Students pray on the first day of classes at Casili Elementary School in Rodriguez, Rizal province, east of Manila June 2, 2014. Around 23 million students were present for the opening of the new school year in the Philippines, the Department of Education reported on Monday. (MNS photo)

MANILA (Mabuhay) – Ten percent of Filipino pupils have eye problems, but few of these are detected early, the Department of Health said Monday.

Thus, as part of this month’s celebration of Sight Saving Month, the DOH is championing a program for school children to undergo vision screening to detect potential problems in their vision.

Of the pupils with eye problems, one fourth which have amblyopia or “lazy eye,” and the rest have main error of refraction (EOR), said DOH Assistant Secretary Eric Tayag.

The National Survey of Blindness 2004 and PERI-DOH Vision Screening Preliminary Data 2014 showed the prevalence of amblyopia is from 1-3 percent; and EOR, from 3-15 percent.

Amplyopia, Tayag said, is a condition of abnormal visual development in infancy and in early childhood. The affected eye will not develop normally if not treated before the child reaches age 7, and may even go blind.

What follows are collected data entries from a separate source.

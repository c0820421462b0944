//! Tab navigation tools.

// ============================================================================
// Imports
// ============================================================================

use serde_json::{Value, json};

use crate::bridge::Bridge;
use crate::error::Result;
use crate::protocol::Action;
use crate::transport::DEFAULT_CALL_TIMEOUT;

use super::{opt_bool, require_i64, require_str, validate_url};

// ============================================================================
// Tools
// ============================================================================

/// `navigation_back`: navigates back in a tab's history.
pub async fn back(bridge: &Bridge, args: &Value) -> Result<String> {
    let tab_id = require_i64(args, "tab_id")?;
    bridge
        .dispatcher
        .call(Action::NavigationBack, json!({"tabId": tab_id}), DEFAULT_CALL_TIMEOUT)
        .await?;
    Ok(format!("Navigated back in tab {tab_id}"))
}

/// `navigation_forward`: navigates forward in a tab's history.
pub async fn forward(bridge: &Bridge, args: &Value) -> Result<String> {
    let tab_id = require_i64(args, "tab_id")?;
    bridge
        .dispatcher
        .call(
            Action::NavigationForward,
            json!({"tabId": tab_id}),
            DEFAULT_CALL_TIMEOUT,
        )
        .await?;
    Ok(format!("Navigated forward in tab {tab_id}"))
}

/// `navigation_reload`: reloads a tab, optionally bypassing the cache.
pub async fn reload(bridge: &Bridge, args: &Value) -> Result<String> {
    let tab_id = require_i64(args, "tab_id")?;
    let bypass_cache = opt_bool(args, "bypass_cache", false)?;
    bridge
        .dispatcher
        .call(
            Action::NavigationReload,
            json!({"tabId": tab_id, "bypassCache": bypass_cache}),
            DEFAULT_CALL_TIMEOUT,
        )
        .await?;
    Ok(format!("Reloaded tab {tab_id}"))
}

/// `navigation_go_to_url`: navigates a tab to a URL.
pub async fn go_to_url(bridge: &Bridge, args: &Value) -> Result<String> {
    let tab_id = require_i64(args, "tab_id")?;
    let url = require_str(args, "url")?;
    validate_url("url", url)?;

    bridge
        .dispatcher
        .call(
            Action::NavigationGoToUrl,
            json!({"tabId": tab_id, "url": url}),
            DEFAULT_CALL_TIMEOUT,
        )
        .await?;
    Ok(format!("Navigated tab {tab_id} to {url}"))
}

// ============================================================================
// Tests
// ============================================================================

#[cfg(test)]
mod tests {
    use super::*;

    use crate::handlers::tests::{fake_bridge, reply};

    #[tokio::test]
    async fn test_reload_defaults_bypass_cache_false() {
        let (bridge, mut rx) = fake_bridge();

        let caller = {
            let bridge = bridge.clone();
            tokio::spawn(async move { reload(&bridge, &json!({"tab_id": 4})).await })
        };

        let frame = rx.recv().await.expect("outbound frame");
        assert_eq!(frame.action, "navigation.reload");
        assert_eq!(frame.data, json!({"tabId": 4, "bypassCache": false}));

        reply(&bridge, &frame, json!({}));
        assert_eq!(caller.await.expect("join").expect("reload"), "Reloaded tab 4");
    }

    #[tokio::test]
    async fn test_go_to_url_validates_locally() {
        let (bridge, _rx) = fake_bridge();
        let err = go_to_url(&bridge, &json!({"tab_id": 1, "url": "no spaces allowed"}))
            .await
            .unwrap_err();
        assert!(err.is_invalid_argument());
        assert_eq!(bridge.dispatcher.pending_count(), 0);
    }

    #[tokio::test]
    async fn test_missing_tab_id_rejected() {
        let (bridge, _rx) = fake_bridge();
        let err = back(&bridge, &json!({})).await.unwrap_err();
        assert!(err.is_invalid_argument());
        let err = forward(&bridge, &json!({})).await.unwrap_err();
        assert!(err.is_invalid_argument());
    }
}
//! Bookmark tools.
//!
//! The list view renders the bookmark tree with 📁 (folder) and 🔖
//! (bookmark) prefixes, carrying `id` and `parentId` on every node so
//! clients can address nodes in follow-up calls.

// ============================================================================
// Imports
// ============================================================================

use serde_json::{Value, json};

use crate::bridge::Bridge;
use crate::error::{Error, Result};
use crate::protocol::Action;
use crate::transport::DEFAULT_CALL_TIMEOUT;

use super::{opt_str, require_str, validate_url};

// ============================================================================
// Tools
// ============================================================================

/// `bookmarks_list`: renders the bookmark tree.
pub async fn list(bridge: &Bridge, args: &Value) -> Result<String> {
    let folder_id = opt_str(args, "folder_id")?;

    let mut data = json!({});
    if let Some(folder_id) = folder_id {
        data["folderId"] = json!(folder_id);
    }

    let result = bridge
        .dispatcher
        .call(Action::BookmarksList, data, DEFAULT_CALL_TIMEOUT)
        .await?;

    let nodes = bookmark_nodes(&result);
    if nodes.is_empty() {
        return Ok("No bookmarks found".to_string());
    }

    let mut out = String::from("Bookmarks:");
    for node in &nodes {
        format_node(node, 0, &mut out);
    }
    Ok(out)
}

/// `bookmarks_search`: searches bookmarks by query.
pub async fn search(bridge: &Bridge, args: &Value) -> Result<String> {
    let query = require_str(args, "query")?;
    let result = bridge
        .dispatcher
        .call(Action::BookmarksSearch, json!({"query": query}), DEFAULT_CALL_TIMEOUT)
        .await?;

    let nodes = bookmark_nodes(&result);
    let mut out = format!("Bookmark results for '{query}' ({} found):", nodes.len());
    for node in &nodes {
        let title = node.get("title").and_then(Value::as_str).unwrap_or("(no title)");
        let url = node.get("url").and_then(Value::as_str).unwrap_or("");
        out.push_str(&format!("\n- 🔖 {title} - {url} [id: {}]", node_id(node)));
    }
    Ok(out)
}

/// `bookmarks_create`: creates a bookmark.
pub async fn create(bridge: &Bridge, args: &Value) -> Result<String> {
    let title = require_str(args, "title")?;
    let url = require_str(args, "url")?;
    validate_url("url", url)?;

    let mut data = json!({"title": title, "url": url});
    if let Some(parent_id) = opt_str(args, "parent_id")? {
        data["parentId"] = json!(parent_id);
    }

    let result = bridge
        .dispatcher
        .call(Action::BookmarksCreate, data, DEFAULT_CALL_TIMEOUT)
        .await?;

    let node = result.get("bookmark").unwrap_or(&result);
    Ok(format!("Created bookmark '{title}' (ID {})", node_id(node)))
}

/// `bookmarks_create_folder`: creates a bookmark folder.
pub async fn create_folder(bridge: &Bridge, args: &Value) -> Result<String> {
    let title = require_str(args, "title")?;

    let mut data = json!({"title": title});
    if let Some(parent_id) = opt_str(args, "parent_id")? {
        data["parentId"] = json!(parent_id);
    }

    let result = bridge
        .dispatcher
        .call(Action::BookmarksCreateFolder, data, DEFAULT_CALL_TIMEOUT)
        .await?;

    let node = result.get("bookmark").unwrap_or(&result);
    Ok(format!("Created folder '{title}' (ID {})", node_id(node)))
}

/// `bookmarks_update`: retitles or re-urls a bookmark.
pub async fn update(bridge: &Bridge, args: &Value) -> Result<String> {
    let bookmark_id = require_str(args, "bookmark_id")?;
    let title = opt_str(args, "title")?;
    let url = opt_str(args, "url")?;

    if title.is_none() && url.is_none() {
        return Err(Error::invalid_argument(
            "at least one of 'title', 'url' is required",
        ));
    }

    let mut data = json!({"bookmarkId": bookmark_id});
    if let Some(title) = title {
        data["title"] = json!(title);
    }
    if let Some(url) = url {
        validate_url("url", url)?;
        data["url"] = json!(url);
    }

    bridge
        .dispatcher
        .call(Action::BookmarksUpdate, data, DEFAULT_CALL_TIMEOUT)
        .await?;
    Ok(format!("Updated bookmark {bookmark_id}"))
}

/// `bookmarks_delete`: deletes a bookmark or empty folder.
pub async fn delete(bridge: &Bridge, args: &Value) -> Result<String> {
    let bookmark_id = require_str(args, "bookmark_id")?;
    bridge
        .dispatcher
        .call(
            Action::BookmarksDelete,
            json!({"bookmarkId": bookmark_id}),
            DEFAULT_CALL_TIMEOUT,
        )
        .await?;
    Ok(format!("Deleted bookmark {bookmark_id}"))
}

// ============================================================================
// Formatting
// ============================================================================

fn bookmark_nodes(result: &Value) -> Vec<Value> {
    result
        .get("bookmarks")
        .and_then(Value::as_array)
        .cloned()
        .unwrap_or_default()
}

/// Bookmark IDs are strings on the wire; tolerate numbers too.
fn node_id(node: &Value) -> String {
    match node.get("id") {
        Some(Value::String(s)) => s.clone(),
        Some(Value::Number(n)) => n.to_string(),
        _ => "?".to_string(),
    }
}

fn node_parent_id(node: &Value) -> String {
    match node.get("parentId") {
        Some(Value::String(s)) => s.clone(),
        Some(Value::Number(n)) => n.to_string(),
        _ => "-".to_string(),
    }
}

/// Renders one node (and its children) into the tree listing.
fn format_node(node: &Value, depth: usize, out: &mut String) {
    let indent = "  ".repeat(depth);
    let title = node.get("title").and_then(Value::as_str).unwrap_or("(no title)");
    let id = node_id(node);
    let parent = node_parent_id(node);

    let is_folder = node.get("type").and_then(Value::as_str) == Some("folder")
        || node.get("url").and_then(Value::as_str).is_none();

    if is_folder {
        out.push_str(&format!("\n{indent}📁 {title} [id: {id}, parent: {parent}]"));
    } else {
        let url = node.get("url").and_then(Value::as_str).unwrap_or("");
        out.push_str(&format!(
            "\n{indent}🔖 {title} - {url} [id: {id}, parent: {parent}]"
        ));
    }

    if let Some(children) = node.get("children").and_then(Value::as_array) {
        for child in children {
            format_node(child, depth + 1, out);
        }
    }
}

// ============================================================================
// Tests
// ============================================================================
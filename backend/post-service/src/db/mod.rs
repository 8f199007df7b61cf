//! Database access layer
//!
//! `PostStore` is the authoritative store for posts and like records.
//! `PgPostStore` implements it on PostgreSQL; the repository modules hold the SQL.

pub mod like_repo;
pub mod post_repo;

use crate::config::DatabaseConfig;
use crate::error::{ServiceError, ServiceResult};
use crate::models::{Like, NewPost, Post};
use async_trait::async_trait;
use like_repo::LikeOutcome;
use sqlx::postgres::{PgPool, PgPoolOptions};
use std::time::Duration;
use tracing::{debug, info};
use uuid::Uuid;

#[async_trait]
pub trait PostStore: Send + Sync {
    /// Newest-first page of visible posts
    async fn list_posts(&self, limit: i64, offset: i64) -> ServiceResult<Vec<Post>>;

    /// Total number of visible posts
    async fn count_posts(&self) -> ServiceResult<i64>;

    async fn find_post(&self, post_id: Uuid) -> ServiceResult<Option<Post>>;

    async fn insert_post(&self, new_post: NewPost) -> ServiceResult<Post>;

    async fn find_like(&self, post_id: Uuid, user_id: &str) -> ServiceResult<Option<Like>>;

    /// Insert the like record and increment the post's counter atomically.
    ///
    /// Returns `NotFound` for a missing post and `AlreadyExists` when the
    /// (post, user) pair is already recorded. Either way nothing is written.
    async fn like_post(&self, post_id: Uuid, user_id: &str) -> ServiceResult<Post>;

    /// Number of like records for a post.
    ///
    /// Not on any request path; integration tests use it to check the counter
    /// against the like table.
    async fn count_likes(&self, post_id: Uuid) -> ServiceResult<i64>;
}

/// PostgreSQL-backed store
#[derive(Clone)]
pub struct PgPostStore {
    pool: PgPool,
}

impl PgPostStore {
    pub fn new(pool: PgPool) -> Self {
        Self { pool }
    }
}

#[async_trait]
impl PostStore for PgPostStore {
    async fn list_posts(&self, limit: i64, offset: i64) -> ServiceResult<Vec<Post>> {
        Ok(post_repo::find_recent_posts(&self.pool, limit, offset).await?)
    }

    async fn count_posts(&self) -> ServiceResult<i64> {
        Ok(post_repo::count_posts(&self.pool).await?)
    }

    async fn find_post(&self, post_id: Uuid) -> ServiceResult<Option<Post>> {
        Ok(post_repo::find_post_by_id(&self.pool, post_id).await?)
    }

    async fn insert_post(&self, new_post: NewPost) -> ServiceResult<Post> {
        Ok(post_repo::create_post(&self.pool, &new_post).await?)
    }

    async fn find_like(&self, post_id: Uuid, user_id: &str) -> ServiceResult<Option<Like>> {
        Ok(like_repo::find_like(&self.pool, post_id, user_id).await?)
    }

    async fn like_post(&self, post_id: Uuid, user_id: &str) -> ServiceResult<Post> {
        match like_repo::like_post(&self.pool, post_id, user_id).await? {
            LikeOutcome::Liked(post) => Ok(post),
            LikeOutcome::AlreadyLiked => Err(ServiceError::AlreadyExists(
                "user already liked this post".to_string(),
            )),
            LikeOutcome::PostNotFound => Err(ServiceError::NotFound("post not found".to_string())),
        }
    }

    async fn count_likes(&self, post_id: Uuid) -> ServiceResult<i64> {
        Ok(like_repo::count_likes_by_post(&self.pool, post_id).await?)
    }
}

/// Create the PostgreSQL pool and verify it with a round trip.
pub async fn create_pool(config: &DatabaseConfig) -> Result<PgPool, sqlx::Error> {
    debug!(
        "Creating database pool: max={}, min={}, acquire_timeout={}s",
        config.max_connections, config.min_connections, config.acquire_timeout_secs
    );

    let pool = PgPoolOptions::new()
        .max_connections(config.max_connections)
        .min_connections(config.min_connections)
        .acquire_timeout(Duration::from_secs(config.acquire_timeout_secs))
        .idle_timeout(Duration::from_secs(600))
        .max_lifetime(Duration::from_secs(1800))
        .test_before_acquire(true)
        .connect(&config.url)
        .await?;

    sqlx::query("SELECT 1").execute(&pool).await?;
    info!("Database pool created and verified successfully");

    Ok(pool)
}

/// Apply the bundled schema migrations.
pub async fn run_migrations(pool: &PgPool) -> Result<(), sqlx::migrate::MigrateError> {
    sqlx::migrate!("./migrations").run(pool).await?;
    info!("Database migrations applied");
    Ok(())
}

Underscoring the importance of the campaign for early and thorough visual screening for all children, Tayag said: “Vision is one of the, if not the most important of our senses.  Most of the information from the outside world is integrated through the visual pathways.  Vision problems can limit the ability of a child to learn as well as interact with other students.”

Besides the health aspects, the resulting impairment, Tayag stressed, can have “negative impacts on the child’s intellectual and social growth and development.”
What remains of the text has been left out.